- Problem to work on:
Write the data out again, matching every line exactly.

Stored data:
________________
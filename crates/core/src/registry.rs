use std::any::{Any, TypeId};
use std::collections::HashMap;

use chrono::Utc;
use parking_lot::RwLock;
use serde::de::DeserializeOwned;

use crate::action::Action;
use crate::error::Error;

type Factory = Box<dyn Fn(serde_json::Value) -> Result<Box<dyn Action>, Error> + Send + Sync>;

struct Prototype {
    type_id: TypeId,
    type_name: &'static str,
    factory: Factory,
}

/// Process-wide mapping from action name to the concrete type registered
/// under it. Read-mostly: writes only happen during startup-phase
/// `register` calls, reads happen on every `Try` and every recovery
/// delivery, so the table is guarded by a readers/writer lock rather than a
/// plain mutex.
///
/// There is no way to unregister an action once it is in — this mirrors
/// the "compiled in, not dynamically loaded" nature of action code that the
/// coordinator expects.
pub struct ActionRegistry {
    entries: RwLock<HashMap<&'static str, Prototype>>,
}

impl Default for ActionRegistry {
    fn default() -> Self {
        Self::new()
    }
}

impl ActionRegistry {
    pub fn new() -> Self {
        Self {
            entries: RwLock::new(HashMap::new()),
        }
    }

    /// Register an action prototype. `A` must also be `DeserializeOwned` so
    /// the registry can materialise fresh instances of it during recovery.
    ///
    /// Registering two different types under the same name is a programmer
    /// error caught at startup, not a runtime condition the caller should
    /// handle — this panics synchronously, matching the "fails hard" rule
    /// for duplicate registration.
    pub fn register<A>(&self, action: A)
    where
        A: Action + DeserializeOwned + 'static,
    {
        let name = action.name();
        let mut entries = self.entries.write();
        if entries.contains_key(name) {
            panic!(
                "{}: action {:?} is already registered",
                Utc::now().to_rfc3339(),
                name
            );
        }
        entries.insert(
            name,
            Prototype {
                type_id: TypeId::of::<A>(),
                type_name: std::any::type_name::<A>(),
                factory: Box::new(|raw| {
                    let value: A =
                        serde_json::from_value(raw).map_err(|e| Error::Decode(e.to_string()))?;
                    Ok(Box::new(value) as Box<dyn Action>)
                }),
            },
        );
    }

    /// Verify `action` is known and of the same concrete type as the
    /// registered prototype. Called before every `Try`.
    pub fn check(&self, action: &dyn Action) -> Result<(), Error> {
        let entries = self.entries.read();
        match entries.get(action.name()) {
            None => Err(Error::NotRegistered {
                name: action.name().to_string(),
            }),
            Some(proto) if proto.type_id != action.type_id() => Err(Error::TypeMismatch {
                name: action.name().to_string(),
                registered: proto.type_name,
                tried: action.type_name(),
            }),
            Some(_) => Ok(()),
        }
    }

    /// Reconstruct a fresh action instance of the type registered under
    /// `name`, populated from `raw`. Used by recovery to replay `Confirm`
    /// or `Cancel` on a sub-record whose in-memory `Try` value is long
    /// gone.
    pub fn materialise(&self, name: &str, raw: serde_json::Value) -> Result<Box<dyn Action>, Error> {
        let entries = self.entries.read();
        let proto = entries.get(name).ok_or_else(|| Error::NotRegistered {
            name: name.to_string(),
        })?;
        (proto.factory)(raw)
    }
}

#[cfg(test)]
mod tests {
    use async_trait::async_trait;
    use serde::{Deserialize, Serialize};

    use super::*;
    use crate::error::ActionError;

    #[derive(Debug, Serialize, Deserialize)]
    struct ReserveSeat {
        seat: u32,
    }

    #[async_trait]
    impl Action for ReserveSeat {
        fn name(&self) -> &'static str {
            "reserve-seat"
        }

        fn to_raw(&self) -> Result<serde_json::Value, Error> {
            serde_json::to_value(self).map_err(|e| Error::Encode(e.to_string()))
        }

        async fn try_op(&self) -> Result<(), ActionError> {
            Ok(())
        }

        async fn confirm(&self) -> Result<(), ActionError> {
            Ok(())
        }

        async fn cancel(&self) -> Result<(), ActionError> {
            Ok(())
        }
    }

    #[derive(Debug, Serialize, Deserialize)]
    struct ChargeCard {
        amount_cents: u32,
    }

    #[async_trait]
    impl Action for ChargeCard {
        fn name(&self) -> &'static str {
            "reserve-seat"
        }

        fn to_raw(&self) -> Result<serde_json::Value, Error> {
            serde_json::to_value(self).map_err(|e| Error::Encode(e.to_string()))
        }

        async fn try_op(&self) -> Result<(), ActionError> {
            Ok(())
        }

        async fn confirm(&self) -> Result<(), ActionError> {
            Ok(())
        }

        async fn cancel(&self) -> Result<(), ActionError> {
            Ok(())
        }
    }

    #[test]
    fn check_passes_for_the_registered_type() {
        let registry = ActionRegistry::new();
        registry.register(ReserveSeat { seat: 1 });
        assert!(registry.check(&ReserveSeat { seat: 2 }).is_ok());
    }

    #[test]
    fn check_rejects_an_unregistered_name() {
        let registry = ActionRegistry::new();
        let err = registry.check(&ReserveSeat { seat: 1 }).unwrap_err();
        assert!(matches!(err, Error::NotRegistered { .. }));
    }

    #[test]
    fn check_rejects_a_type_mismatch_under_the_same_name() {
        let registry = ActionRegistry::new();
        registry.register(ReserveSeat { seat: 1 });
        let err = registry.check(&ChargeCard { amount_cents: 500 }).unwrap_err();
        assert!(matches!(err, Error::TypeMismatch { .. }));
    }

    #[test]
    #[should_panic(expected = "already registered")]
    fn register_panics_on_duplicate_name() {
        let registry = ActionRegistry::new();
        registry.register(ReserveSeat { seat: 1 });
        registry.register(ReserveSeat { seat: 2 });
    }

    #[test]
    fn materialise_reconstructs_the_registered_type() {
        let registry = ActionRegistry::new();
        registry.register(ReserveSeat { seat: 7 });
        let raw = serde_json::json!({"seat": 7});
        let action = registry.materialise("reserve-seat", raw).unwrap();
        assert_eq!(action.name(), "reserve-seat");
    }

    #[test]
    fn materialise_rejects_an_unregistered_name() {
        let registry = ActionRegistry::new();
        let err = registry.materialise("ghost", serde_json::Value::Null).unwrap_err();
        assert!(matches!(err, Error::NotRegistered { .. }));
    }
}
________________
- Task solution:
filename crates/core/src/registry.rs
use std::any::{Any, TypeId};
use std::collections::HashMap;

use chrono::Utc;
use parking_lot::RwLock;
use serde::de::DeserializeOwned;

use crate::action::Action;
use crate::error::Error;

type Factory = Box<dyn Fn(serde_json::Value) -> Result<Box<dyn Action>, Error> + Send + Sync>;

struct Prototype {
    type_id: TypeId,
    type_name: &'static str,
    factory: Factory,
}

/// Process-wide mapping from action name to the concrete type registered
/// under it. Read-mostly: writes only happen during startup-phase
/// `register` calls, reads happen on every `Try` and every recovery
/// delivery, so the table is guarded by a readers/writer lock rather than a
/// plain mutex.
///
/// There is no way to unregister an action once it is in — this mirrors
/// the "compiled in, not dynamically loaded" nature of action code that the
/// coordinator expects.
pub struct ActionRegistry {
    entries: RwLock<HashMap<&'static str, Prototype>>,
}

impl Default for ActionRegistry {
    fn default() -> Self {
        Self::new()
    }
}

impl ActionRegistry {
    pub fn new() -> Self {
        Self {
            entries: RwLock::new(HashMap::new()),
        }
    }

    /// Register an action prototype. `A` must also be `DeserializeOwned` so
    /// the registry can materialise fresh instances of it during recovery.
    ///
    /// Registering two different types under the same name is a programmer
    /// error caught at startup, not a runtime condition the caller should
    /// handle — this panics synchronously, matching the "fails hard" rule
    /// for duplicate registration.
    pub fn register<A>(&self, action: A)
    where
        A: Action + DeserializeOwned + 'static,
    {
        let name = action.name();
        let mut entries = self.entries.write();
        if entries.contains_key(name) {
            panic!(
                "{}: action {:?} is already registered",
                Utc::now().to_rfc3339(),
                name
            );
        }
        entries.insert(
            name,
            Prototype {
                type_id: TypeId::of::<A>(),
                type_name: std::any::type_name::<A>(),
                factory: Box::new(|raw| {
                    let value: A =
                        serde_json::from_value(raw).map_err(|e| Error::Decode(e.to_string()))?;
                    Ok(Box::new(value) as Box<dyn Action>)
                }),
            },
        );
    }

    /// Verify `action` is known and of the same concrete type as the
    /// registered prototype. Called before every `Try`.
    pub fn check(&self, action: &dyn Action) -> Result<(), Error> {
        let entries = self.entries.read();
        match entries.get(action.name()) {
            None => Err(Error::NotRegistered {
                name: action.name().to_string(),
            }),
            Some(proto) if proto.type_id != action.type_id() => Err(Error::TypeMismatch {
                name: action.name().to_string(),
                registered: proto.type_name,
                tried: action.type_name(),
            }),
            Some(_) => Ok(()),
        }
    }

    /// Reconstruct a fresh action instance of the type registered under
    /// `name`, populated from `raw`. Used by recovery to replay `Confirm`
    /// or `Cancel` on a sub-record whose in-memory `Try` value is long
    /// gone.
    pub fn materialise(&self, name: &str, raw: serde_json::Value) -> Result<Box<dyn Action>, Error> {
        let entries = self.entries.read();
        let proto = entries.get(name).ok_or_else(|| Error::NotRegistered {
            name: name.to_string(),
        })?;
        (proto.factory)(raw)
    }
}

#[cfg(test)]
mod tests {
    use async_trait::async_trait;
    use serde::{Deserialize, Serialize};

    use super::*;
    use crate::error::ActionError;

    #[derive(Debug, Serialize, Deserialize)]
    struct ReserveSeat {
        seat: u32,
    }

    #[async_trait]
    impl Action for ReserveSeat {
        fn name(&self) -> &'static str {
            "reserve-seat"
        }

        fn to_raw(&self) -> Result<serde_json::Value, Error> {
            serde_json::to_value(self).map_err(|e| Error::Encode(e.to_string()))
        }

        async fn try_op(&self) -> Result<(), ActionError> {
            Ok(())
        }

        async fn confirm(&self) -> Result<(), ActionError> {
            Ok(())
        }

        async fn cancel(&self) -> Result<(), ActionError> {
            Ok(())
        }
    }

    #[derive(Debug, Serialize, Deserialize)]
    struct ChargeCard {
        amount_cents: u32,
    }

    #[async_trait]
    impl Action for ChargeCard {
        fn name(&self) -> &'static str {
            "reserve-seat"
        }

        fn to_raw(&self) -> Result<serde_json::Value, Error> {
            serde_json::to_value(self).map_err(|e| Error::Encode(e.to_string()))
        }

        async fn try_op(&self) -> Result<(), ActionError> {
            Ok(())
        }

        async fn confirm(&self) -> Result<(), ActionError> {
            Ok(())
        }

        async fn cancel(&self) -> Result<(), ActionError> {
            Ok(())
        }
    }

    #[test]
    fn check_passes_for_the_registered_type() {
        let registry = ActionRegistry::new();
        registry.register(ReserveSeat { seat: 1 });
        assert!(registry.check(&ReserveSeat { seat: 2 }).is_ok());
    }

    #[test]
    fn check_rejects_an_unregistered_name() {
        let registry = ActionRegistry::new();
        let err = registry.check(&ReserveSeat { seat: 1 }).unwrap_err();
        assert!(matches!(err, Error::NotRegistered { .. }));
    }

    #[test]
    fn check_rejects_a_type_mismatch_under_the_same_name() {
        let registry = ActionRegistry::new();
        registry.register(ReserveSeat { seat: 1 });
        let err = registry.check(&ChargeCard { amount_cents: 500 }).unwrap_err();
        assert!(matches!(err, Error::TypeMismatch { .. }));
    }

    #[test]
    #[should_panic(expected = "already registered")]
    fn register_panics_on_duplicate_name() {
        let registry = ActionRegistry::new();
        registry.register(ReserveSeat { seat: 1 });
        registry.register(ReserveSeat { seat: 2 });
    }

    #[test]
    fn materialise_reconstructs_the_registered_type() {
        let registry = ActionRegistry::new();
        registry.register(ReserveSeat { seat: 7 });
        let raw = serde_json::json!({"seat": 7});
        let action = registry.materialise("reserve-seat", raw).unwrap();
        assert_eq!(action.name(), "reserve-seat");
    }

    #[test]
    fn materialise_rejects_an_unregistered_name() {
        let registry = ActionRegistry::new();
        let err = registry.materialise("ghost", serde_json::Value::Null).unwrap_err();
        assert!(matches!(err, Error::NotRegistered { .. }));
    }
}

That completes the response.